Africa: Disabled People 'at Significantly Increased Risk' of HIV Infection

2 December 2003

Washington, DC — Major gaps in national HIV/Aids prevention campaigns and treatment programs have made disabled people more vulnerable to HIV infection than their non-disabled counterparts, researchers for the World Bank/Yale University Global Survey on HIV/Aids and Disability reported Monday in a presentation of their preliminary findings for World Aids Day.

"Disabled people are at risk, and often at a significantly increased risk for becoming HIV positive, and once they become HIV positive, are much less likely to get services," said Dr.
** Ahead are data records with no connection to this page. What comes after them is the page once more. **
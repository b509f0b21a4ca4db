/// Identifies one scheduled frame callback (a `requestAnimationFrame` id in
/// the browser).
#[derive(Debug, Clone, Copy, PartialEq, Eq)]
pub struct FrameHandle(pub i32);

/// Host mechanism that runs a callback on the next display frame.
///
/// Implementations must never deliver a handle after `cancel_frame` has been
/// called with it.
pub trait FrameScheduler {
    fn request_frame(&mut self) -> Result<FrameHandle, String>;
    fn cancel_frame(&mut self, handle: FrameHandle);
}

/// Running always carries the handle of the single pending callback.
#[derive(Debug, Clone, Copy, PartialEq, Eq)]
pub enum AnimationState {
    Paused,
    Running(FrameHandle),
}

/// Play/pause state machine for the self-rescheduling frame loop.
pub struct AnimationController<S: FrameScheduler> {
    scheduler: S,
    state: AnimationState,
}

impl<S: FrameScheduler> AnimationController<S> {
    pub fn new(scheduler: S) -> Self {
        Self {
            scheduler,
            state: AnimationState::Paused,
        }
    }

    pub fn state(&self) -> AnimationState {
        self.state
    }

    pub fn is_paused(&self) -> bool {
        self.state == AnimationState::Paused
    }

    pub fn scheduler(&self) -> &S {
        &self.scheduler
    }

    pub fn scheduler_mut(&mut self) -> &mut S {
        &mut self.scheduler
    }

    /// Schedule the first frame. No-op while already running.
    pub fn play(&mut self) -> Result<(), String> {
        if let AnimationState::Running(_) = self.state {
            return Ok(());
        }
        let handle = self.scheduler.request_frame()?;
        self.state = AnimationState::Running(handle);
        Ok(())
    }

    /// Cancel the pending frame. No-op while already paused.
    pub fn pause(&mut self) {
        if let AnimationState::Running(handle) = self.state {
            self.scheduler.cancel_frame(handle);
            self.state = AnimationState::Paused;
        }
    }

    pub fn toggle(&mut self) -> Result<(), String> {
        if self.is_paused() {
            self.play()
        } else {
            self.pause();
            Ok(())
        }
    }

    /// Whether a fired callback should run its frame body: only the pending
    /// handle of a running loop qualifies.
    pub fn begin_frame(&self, handle: FrameHandle) -> bool {
        self.state == AnimationState::Running(handle)
    }

    /// Chain the successor frame. If scheduling fails the loop stops and the
    /// controller falls back to `Paused`.
    pub fn end_frame(&mut self) -> Result<(), String> {
        if self.is_paused() {
            return Ok(());
        }
        match self.scheduler.request_frame() {
            Ok(handle) => {
                self.state = AnimationState::Running(handle);
                Ok(())
            }
            Err(e) => {
                self.state = AnimationState::Paused;
                Err(e)
            }
        }
    }
}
Nora Groce, Associate Professor at the Yale School of Public Health. "In many ways, what we are discussing is a human rights issue."

Groce and her team at Yale searched for literature on HIV and disability. After finding little research on the subject, they constructed an informal survey, which was distributed to more than 80 organizations working on HIV or disability, she said.
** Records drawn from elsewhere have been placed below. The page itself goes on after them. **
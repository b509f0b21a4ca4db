use types::{cell_index, GridSize};

/// Read-only view over a packed one-bit-per-cell buffer.
///
/// Borrowed from the engine for a single redraw; it cannot outlive the
/// next mutating engine call.
#[derive(Clone, Copy)]
pub struct BitGridView<'a> {
    cells: &'a [u8],
    size: GridSize,
}

impl<'a> BitGridView<'a> {
    pub fn new(cells: &'a [u8], size: GridSize) -> Self {
        debug_assert!(
            cells.len() >= size.packed_len(),
            "packed buffer holds {} bytes, {size:?} needs {}",
            cells.len(),
            size.packed_len(),
        );
        Self { cells, size }
    }

    pub fn size(&self) -> GridSize {
        self.size
    }

    #[inline]
    pub fn is_alive(&self, row: u32, col: u32) -> bool {
        debug_assert!(self.size.contains(row, col), "cell ({row},{col}) outside {:?}", self.size);
        let idx = cell_index(row, col, self.size.width);
        let mask = 1u8 << (idx % 8);
        self.cells[idx / 8] & mask != 0
    }

    pub fn live_count(&self) -> usize {
        (0..self.size.height)
            .flat_map(|row| (0..self.size.width).map(move |col| (row, col)))
            .filter(|&(row, col)| self.is_alive(row, col))
            .count()
    }
}

#[cfg(test)]
mod tests {
    use super::*;

    #[test]
    fn single_byte_row() {
        let buf = [0b0000_0101u8];
        let view = BitGridView::new(&buf, GridSize::new(8, 1));
        for col in 0..8 {
            assert_eq!(view.is_alive(0, col), col == 0 || col == 2, "col {col}");
        }
    }

    #[test]
    fn matches_manual_bit_math() {
        let size = GridSize::new(5, 3);
        let buf = [0b1010_0110u8, 0b0100_0001];
        let view = BitGridView::new(&buf, size);
        for row in 0..3 {
            for col in 0..5 {
                let i = (row * 5 + col) as usize;
                let expected = (buf[i / 8] >> (i % 8)) & 1 == 1;
                assert_eq!(view.is_alive(row, col), expected, "({row},{col})");
            }
        }
        assert_eq!(view.live_count(), 6);
    }

    #[test]
    fn rows_cross_byte_boundaries() {
        // width 3: cell (2,2) is index 8, bit 0 of byte 1
        let buf = [0u8, 0b0000_0001];
        let view = BitGridView::new(&buf, GridSize::new(3, 3));
        assert!(view.is_alive(2, 2));
        assert_eq!(view.live_count(), 1);
    }
}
"A non-scientific description of it was a fishing expedition," Groce said. "We just wanted to see what was out there."

Of the 2,800 surveys mailed or e-mailed last July, 425 surveys were returned as of November 15, Groce said. Some 43 percent of respondents were living and working in Sub-Saharan Africa, she said.
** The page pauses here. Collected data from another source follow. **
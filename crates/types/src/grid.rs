/// Grid dimensions in cells. Fixed for the lifetime of an engine.
#[derive(Debug, Clone, Copy, PartialEq, Eq)]
pub struct GridSize {
    pub width: u32,
    pub height: u32,
}

impl GridSize {
    pub fn new(width: u32, height: u32) -> Self {
        debug_assert!(width > 0 && height > 0, "grid must be non-empty");
        Self { width, height }
    }

    pub fn cell_count(&self) -> usize {
        self.width as usize * self.height as usize
    }

    /// Length in bytes of the packed one-bit-per-cell buffer.
    pub fn packed_len(&self) -> usize {
        packed_len(self.width, self.height)
    }

    pub fn contains(&self, row: u32, col: u32) -> bool {
        row < self.height && col < self.width
    }
}

#[derive(Debug, Clone, Copy, PartialEq, Eq)]
pub struct CellCoord {
    pub row: u32,
    pub col: u32,
}

impl CellCoord {
    pub fn new(row: u32, col: u32) -> Self {
        Self { row, col }
    }
}

/// Convert a (row, col) pair to its row-major linear index.
#[inline]
pub fn cell_index(row: u32, col: u32, width: u32) -> usize {
    row as usize * width as usize + col as usize
}

/// Convert a linear index back to (row, col).
#[inline]
pub fn cell_coords(index: usize, width: u32) -> (u32, u32) {
    let w = width as usize;
    ((index / w) as u32, (index % w) as u32)
}

/// ceil(width * height / 8)
#[inline]
pub fn packed_len(width: u32, height: u32) -> usize {
    (width as usize * height as usize + 7) / 8
}

/// Moore neighborhood: the 8 offsets (drow, dcol) around a cell.
#[inline]
pub fn neighbor_offsets() -> [(i32, i32); 8] {
    [
        (-1, -1), (-1, 0), (-1, 1),
        ( 0, -1),          ( 0, 1),
        ( 1, -1), ( 1, 0), ( 1, 1),
    ]
}

/// Apply a signed offset to a coordinate on a toroidal axis of length `len`.
#[inline]
pub fn wrap_offset(value: u32, delta: i32, len: u32) -> u32 {
    (value as i64 + delta as i64).rem_euclid(len as i64) as u32
}

#[cfg(test)]
mod tests {
    use super::*;

    #[test]
    fn cell_index_origin() {
        assert_eq!(cell_index(0, 0, 64), 0);
    }

    #[test]
    fn cell_index_last() {
        assert_eq!(cell_index(63, 63, 64), 64 * 64 - 1);
    }

    #[test]
    fn cell_roundtrip() {
        let w = 37;
        for &(r, c) in &[(0, 0), (1, 2), (10, 36), (20, 0)] {
            let idx = cell_index(r, c, w);
            assert_eq!(cell_coords(idx, w), (r, c), "roundtrip failed for ({r},{c})");
        }
    }

    #[test]
    fn packed_len_rounds_up() {
        assert_eq!(packed_len(8, 1), 1);
        assert_eq!(packed_len(64, 64), 512);
        assert_eq!(packed_len(3, 3), 2);
        assert_eq!(GridSize::new(5, 5).packed_len(), 4);
    }

    #[test]
    fn neighbor_offsets_symmetry() {
        let offsets = neighbor_offsets();
        assert!(!offsets.contains(&(0, 0)));
        for (dr, dc) in &offsets {
            let neg = (-dr, -dc);
            assert!(offsets.contains(&neg), "offset ({dr},{dc}) has no negation in list");
        }
    }

    #[test]
    fn wrap_offset_edges() {
        assert_eq!(wrap_offset(0, -1, 64), 63);
        assert_eq!(wrap_offset(63, 1, 64), 0);
        assert_eq!(wrap_offset(5, 0, 64), 5);
    }

    #[test]
    fn contains_checks_both_axes() {
        let size = GridSize::new(4, 2);
        assert!(size.contains(1, 3));
        assert!(!size.contains(2, 0));
        assert!(!size.contains(0, 4));
    }
}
Researchers found common themes throughout the world, Groce said.

Health professionals often assume that disabled patients are not sexually active and are less likely to be targets of sexual violence. Groce interviewed one deaf man in Swaziland who told her he had been turned away from getting an HIV test at the local health clinic because the nurse told him deaf people are not at risk for HIV.

"I said, 'Can I ask you a personal question? How many sexual partners have you had in the last year?'" Groce said. "He said, 'I get around. I've had five.' I said, 'Are you concerned?' He said, 'I'm scared to death.'"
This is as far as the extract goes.